_Work order_.
Which of the lines in the data below contain the string "nothing"? Copy each of them.

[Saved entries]
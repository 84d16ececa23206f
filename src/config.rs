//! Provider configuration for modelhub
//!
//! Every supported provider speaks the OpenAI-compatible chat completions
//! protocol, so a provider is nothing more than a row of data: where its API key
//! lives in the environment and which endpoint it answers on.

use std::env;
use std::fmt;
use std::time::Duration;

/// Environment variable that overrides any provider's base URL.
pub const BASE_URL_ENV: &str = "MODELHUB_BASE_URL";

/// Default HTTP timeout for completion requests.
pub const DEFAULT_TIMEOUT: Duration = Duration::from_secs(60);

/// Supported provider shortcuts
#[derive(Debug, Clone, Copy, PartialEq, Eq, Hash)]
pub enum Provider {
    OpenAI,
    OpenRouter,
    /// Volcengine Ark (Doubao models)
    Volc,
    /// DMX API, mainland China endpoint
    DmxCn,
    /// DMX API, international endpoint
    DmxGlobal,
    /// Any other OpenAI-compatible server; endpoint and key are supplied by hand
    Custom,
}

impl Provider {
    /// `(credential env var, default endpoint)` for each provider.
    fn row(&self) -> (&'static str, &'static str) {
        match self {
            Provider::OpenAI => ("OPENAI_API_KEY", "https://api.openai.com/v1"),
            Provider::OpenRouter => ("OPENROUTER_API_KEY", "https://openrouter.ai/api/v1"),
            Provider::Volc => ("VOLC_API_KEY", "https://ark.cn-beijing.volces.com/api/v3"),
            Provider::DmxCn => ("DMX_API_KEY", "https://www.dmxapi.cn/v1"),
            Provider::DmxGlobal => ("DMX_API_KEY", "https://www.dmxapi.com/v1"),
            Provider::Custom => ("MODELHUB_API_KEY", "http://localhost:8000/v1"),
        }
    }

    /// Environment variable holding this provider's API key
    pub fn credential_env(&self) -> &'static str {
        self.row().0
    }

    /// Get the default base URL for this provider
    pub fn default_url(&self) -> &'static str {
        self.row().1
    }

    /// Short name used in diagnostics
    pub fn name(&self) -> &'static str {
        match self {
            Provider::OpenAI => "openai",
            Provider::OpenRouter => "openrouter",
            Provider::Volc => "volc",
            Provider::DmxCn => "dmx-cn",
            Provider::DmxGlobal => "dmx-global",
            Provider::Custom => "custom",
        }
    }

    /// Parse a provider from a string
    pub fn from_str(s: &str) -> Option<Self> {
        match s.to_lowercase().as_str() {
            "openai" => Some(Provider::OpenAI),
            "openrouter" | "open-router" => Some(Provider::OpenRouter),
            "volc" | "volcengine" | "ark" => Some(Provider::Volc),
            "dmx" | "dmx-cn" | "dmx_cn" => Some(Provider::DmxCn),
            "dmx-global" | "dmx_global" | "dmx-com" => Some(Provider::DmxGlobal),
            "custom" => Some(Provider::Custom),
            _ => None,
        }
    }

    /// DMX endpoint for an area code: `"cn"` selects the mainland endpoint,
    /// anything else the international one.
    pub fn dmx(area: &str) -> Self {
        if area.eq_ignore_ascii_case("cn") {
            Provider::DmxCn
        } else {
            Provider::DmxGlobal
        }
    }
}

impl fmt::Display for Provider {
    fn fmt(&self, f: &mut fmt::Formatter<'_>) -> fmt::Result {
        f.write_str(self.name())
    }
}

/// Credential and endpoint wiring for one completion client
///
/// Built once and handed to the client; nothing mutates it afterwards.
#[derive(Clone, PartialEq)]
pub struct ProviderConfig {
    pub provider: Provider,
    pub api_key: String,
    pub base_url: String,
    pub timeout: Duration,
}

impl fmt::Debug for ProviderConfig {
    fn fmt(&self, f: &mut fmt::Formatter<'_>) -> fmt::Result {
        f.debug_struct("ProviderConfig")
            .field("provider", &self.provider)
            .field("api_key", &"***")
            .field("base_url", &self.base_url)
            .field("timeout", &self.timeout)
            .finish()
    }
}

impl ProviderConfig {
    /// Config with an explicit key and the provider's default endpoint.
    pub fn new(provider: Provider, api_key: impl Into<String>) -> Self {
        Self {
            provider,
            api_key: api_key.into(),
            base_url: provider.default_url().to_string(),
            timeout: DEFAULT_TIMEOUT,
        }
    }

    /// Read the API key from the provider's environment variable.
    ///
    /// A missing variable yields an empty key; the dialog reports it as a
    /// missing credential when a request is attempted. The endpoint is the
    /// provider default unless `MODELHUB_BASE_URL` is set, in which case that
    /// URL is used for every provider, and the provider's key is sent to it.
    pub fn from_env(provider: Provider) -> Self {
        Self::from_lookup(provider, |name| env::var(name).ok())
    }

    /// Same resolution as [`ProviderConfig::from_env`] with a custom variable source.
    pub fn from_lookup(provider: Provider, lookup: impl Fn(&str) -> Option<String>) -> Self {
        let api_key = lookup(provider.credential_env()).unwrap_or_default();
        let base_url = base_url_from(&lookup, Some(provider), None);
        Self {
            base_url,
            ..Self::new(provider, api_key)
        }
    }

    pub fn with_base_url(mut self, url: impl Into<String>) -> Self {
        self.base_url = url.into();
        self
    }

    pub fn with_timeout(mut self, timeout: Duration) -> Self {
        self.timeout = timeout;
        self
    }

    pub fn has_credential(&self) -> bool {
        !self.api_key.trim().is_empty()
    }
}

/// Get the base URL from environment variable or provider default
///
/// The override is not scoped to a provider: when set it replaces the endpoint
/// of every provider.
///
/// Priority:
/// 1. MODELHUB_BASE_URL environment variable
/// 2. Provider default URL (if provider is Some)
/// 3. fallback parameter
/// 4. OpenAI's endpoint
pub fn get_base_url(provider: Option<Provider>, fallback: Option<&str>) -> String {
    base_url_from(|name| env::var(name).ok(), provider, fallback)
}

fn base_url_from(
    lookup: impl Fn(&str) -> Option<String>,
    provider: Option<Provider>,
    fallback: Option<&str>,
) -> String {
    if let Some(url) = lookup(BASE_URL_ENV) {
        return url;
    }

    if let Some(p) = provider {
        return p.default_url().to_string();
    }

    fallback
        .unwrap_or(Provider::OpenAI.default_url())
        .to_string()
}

...

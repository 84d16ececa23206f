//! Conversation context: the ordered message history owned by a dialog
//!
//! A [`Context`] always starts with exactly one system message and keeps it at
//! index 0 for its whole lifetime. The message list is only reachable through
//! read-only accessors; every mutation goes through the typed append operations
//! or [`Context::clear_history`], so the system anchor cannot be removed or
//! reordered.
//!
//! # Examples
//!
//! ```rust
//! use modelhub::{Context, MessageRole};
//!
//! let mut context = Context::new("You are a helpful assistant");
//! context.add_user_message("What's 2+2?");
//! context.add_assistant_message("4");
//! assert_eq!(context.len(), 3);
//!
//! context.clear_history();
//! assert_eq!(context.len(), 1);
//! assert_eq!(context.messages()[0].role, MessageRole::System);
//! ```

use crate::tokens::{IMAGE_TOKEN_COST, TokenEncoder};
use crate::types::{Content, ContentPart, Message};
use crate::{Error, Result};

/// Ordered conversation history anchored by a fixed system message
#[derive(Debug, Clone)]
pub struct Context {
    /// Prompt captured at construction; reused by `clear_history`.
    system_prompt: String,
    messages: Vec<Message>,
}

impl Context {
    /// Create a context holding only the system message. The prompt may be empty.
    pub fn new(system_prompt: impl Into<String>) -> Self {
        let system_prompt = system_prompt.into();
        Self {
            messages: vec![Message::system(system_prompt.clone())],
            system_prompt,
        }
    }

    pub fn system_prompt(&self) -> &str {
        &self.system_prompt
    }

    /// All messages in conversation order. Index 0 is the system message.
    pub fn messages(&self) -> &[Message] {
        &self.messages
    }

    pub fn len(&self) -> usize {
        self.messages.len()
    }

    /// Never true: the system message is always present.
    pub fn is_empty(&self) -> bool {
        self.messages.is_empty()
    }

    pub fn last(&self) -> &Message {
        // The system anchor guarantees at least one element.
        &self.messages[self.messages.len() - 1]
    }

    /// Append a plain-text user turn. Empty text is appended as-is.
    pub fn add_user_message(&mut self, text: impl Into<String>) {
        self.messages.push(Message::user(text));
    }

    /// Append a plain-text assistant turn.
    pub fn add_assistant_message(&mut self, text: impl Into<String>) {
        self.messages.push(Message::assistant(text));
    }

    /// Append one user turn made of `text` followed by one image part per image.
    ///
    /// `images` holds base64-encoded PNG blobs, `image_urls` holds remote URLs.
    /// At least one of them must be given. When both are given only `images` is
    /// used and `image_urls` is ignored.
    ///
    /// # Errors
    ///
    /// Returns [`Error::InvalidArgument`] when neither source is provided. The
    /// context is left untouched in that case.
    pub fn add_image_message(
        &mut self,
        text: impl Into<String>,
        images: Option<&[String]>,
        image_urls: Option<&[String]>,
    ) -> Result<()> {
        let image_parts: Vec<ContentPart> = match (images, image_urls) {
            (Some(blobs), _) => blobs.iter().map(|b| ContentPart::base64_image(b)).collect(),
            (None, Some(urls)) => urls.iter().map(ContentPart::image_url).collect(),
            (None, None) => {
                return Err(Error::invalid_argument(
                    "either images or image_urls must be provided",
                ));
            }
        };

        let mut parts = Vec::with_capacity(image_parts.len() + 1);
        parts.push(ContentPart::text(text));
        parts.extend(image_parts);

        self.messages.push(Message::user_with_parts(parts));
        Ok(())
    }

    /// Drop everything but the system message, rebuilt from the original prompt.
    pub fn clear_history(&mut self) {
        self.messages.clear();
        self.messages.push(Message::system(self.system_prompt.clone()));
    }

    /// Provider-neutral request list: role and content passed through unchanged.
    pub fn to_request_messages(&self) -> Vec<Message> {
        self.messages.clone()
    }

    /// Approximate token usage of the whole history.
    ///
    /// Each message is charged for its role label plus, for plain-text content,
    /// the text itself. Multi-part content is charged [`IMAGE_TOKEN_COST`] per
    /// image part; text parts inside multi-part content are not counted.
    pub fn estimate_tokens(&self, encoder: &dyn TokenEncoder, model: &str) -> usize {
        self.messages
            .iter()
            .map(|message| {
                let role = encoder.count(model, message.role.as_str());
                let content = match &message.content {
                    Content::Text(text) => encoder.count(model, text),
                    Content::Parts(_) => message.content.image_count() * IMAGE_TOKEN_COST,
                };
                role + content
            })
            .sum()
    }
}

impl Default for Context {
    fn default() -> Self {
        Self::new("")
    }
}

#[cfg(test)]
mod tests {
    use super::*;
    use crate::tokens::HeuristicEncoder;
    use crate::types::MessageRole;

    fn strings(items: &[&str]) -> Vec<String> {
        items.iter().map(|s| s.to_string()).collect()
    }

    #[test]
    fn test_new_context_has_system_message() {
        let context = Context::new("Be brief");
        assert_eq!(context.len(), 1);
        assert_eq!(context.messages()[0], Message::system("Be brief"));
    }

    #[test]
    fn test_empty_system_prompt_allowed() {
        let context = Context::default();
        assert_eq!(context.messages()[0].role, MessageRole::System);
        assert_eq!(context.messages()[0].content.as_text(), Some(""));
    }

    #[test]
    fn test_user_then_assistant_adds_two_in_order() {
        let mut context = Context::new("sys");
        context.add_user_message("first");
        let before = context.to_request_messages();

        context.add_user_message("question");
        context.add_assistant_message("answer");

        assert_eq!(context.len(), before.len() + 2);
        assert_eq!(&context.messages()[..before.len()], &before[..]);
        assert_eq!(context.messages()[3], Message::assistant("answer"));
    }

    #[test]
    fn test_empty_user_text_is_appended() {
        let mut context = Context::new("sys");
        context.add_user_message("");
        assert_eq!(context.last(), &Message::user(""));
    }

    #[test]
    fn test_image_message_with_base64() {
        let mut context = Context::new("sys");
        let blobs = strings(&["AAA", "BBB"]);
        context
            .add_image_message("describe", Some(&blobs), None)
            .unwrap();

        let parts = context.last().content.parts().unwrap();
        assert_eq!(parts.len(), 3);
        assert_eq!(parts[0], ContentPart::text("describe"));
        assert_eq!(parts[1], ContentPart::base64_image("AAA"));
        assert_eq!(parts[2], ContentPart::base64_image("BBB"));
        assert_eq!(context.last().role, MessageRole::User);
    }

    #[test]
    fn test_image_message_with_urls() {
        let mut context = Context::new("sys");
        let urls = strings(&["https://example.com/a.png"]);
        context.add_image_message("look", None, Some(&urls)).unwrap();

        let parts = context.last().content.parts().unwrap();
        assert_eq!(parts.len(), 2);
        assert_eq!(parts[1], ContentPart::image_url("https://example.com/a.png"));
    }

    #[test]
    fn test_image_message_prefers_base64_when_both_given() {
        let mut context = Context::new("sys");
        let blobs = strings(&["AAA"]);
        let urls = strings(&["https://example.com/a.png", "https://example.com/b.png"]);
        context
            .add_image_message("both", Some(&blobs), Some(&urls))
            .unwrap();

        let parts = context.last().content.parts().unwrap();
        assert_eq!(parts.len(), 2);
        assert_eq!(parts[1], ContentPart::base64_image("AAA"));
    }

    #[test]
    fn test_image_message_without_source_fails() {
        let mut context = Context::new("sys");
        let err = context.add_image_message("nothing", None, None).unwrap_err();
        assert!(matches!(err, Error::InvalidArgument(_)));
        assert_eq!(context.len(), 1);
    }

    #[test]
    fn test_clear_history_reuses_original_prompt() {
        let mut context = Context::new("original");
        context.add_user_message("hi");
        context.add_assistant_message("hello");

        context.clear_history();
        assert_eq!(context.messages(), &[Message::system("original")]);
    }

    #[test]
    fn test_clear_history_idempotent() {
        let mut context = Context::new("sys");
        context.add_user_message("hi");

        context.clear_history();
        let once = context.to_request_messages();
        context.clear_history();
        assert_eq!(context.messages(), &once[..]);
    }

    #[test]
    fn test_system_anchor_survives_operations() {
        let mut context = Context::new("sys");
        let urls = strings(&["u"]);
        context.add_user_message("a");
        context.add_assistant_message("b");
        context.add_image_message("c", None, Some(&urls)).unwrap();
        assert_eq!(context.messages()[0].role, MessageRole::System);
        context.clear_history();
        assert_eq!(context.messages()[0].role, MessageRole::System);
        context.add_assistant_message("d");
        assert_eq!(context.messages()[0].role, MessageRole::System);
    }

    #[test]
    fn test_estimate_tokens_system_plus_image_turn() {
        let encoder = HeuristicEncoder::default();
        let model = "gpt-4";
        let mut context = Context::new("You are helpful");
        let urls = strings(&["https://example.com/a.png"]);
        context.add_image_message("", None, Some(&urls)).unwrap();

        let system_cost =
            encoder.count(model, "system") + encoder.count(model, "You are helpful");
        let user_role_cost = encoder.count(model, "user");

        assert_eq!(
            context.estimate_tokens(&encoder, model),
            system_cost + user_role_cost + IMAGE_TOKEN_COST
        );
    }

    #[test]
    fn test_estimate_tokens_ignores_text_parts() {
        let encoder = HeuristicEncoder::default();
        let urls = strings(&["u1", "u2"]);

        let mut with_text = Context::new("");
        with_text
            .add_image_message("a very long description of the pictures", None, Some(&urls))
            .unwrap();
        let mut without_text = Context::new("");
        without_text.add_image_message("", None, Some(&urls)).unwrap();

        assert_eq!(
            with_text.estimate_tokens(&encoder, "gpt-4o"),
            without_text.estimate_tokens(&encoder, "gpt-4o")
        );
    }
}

_Your solution_.
//! protocol, so a provider is nothing more than a row of data: where its API key
/// Built once and handed to the client; nothing mutates it afterwards.
        let err = context.add_image_message("nothing", None, None).unwrap_err();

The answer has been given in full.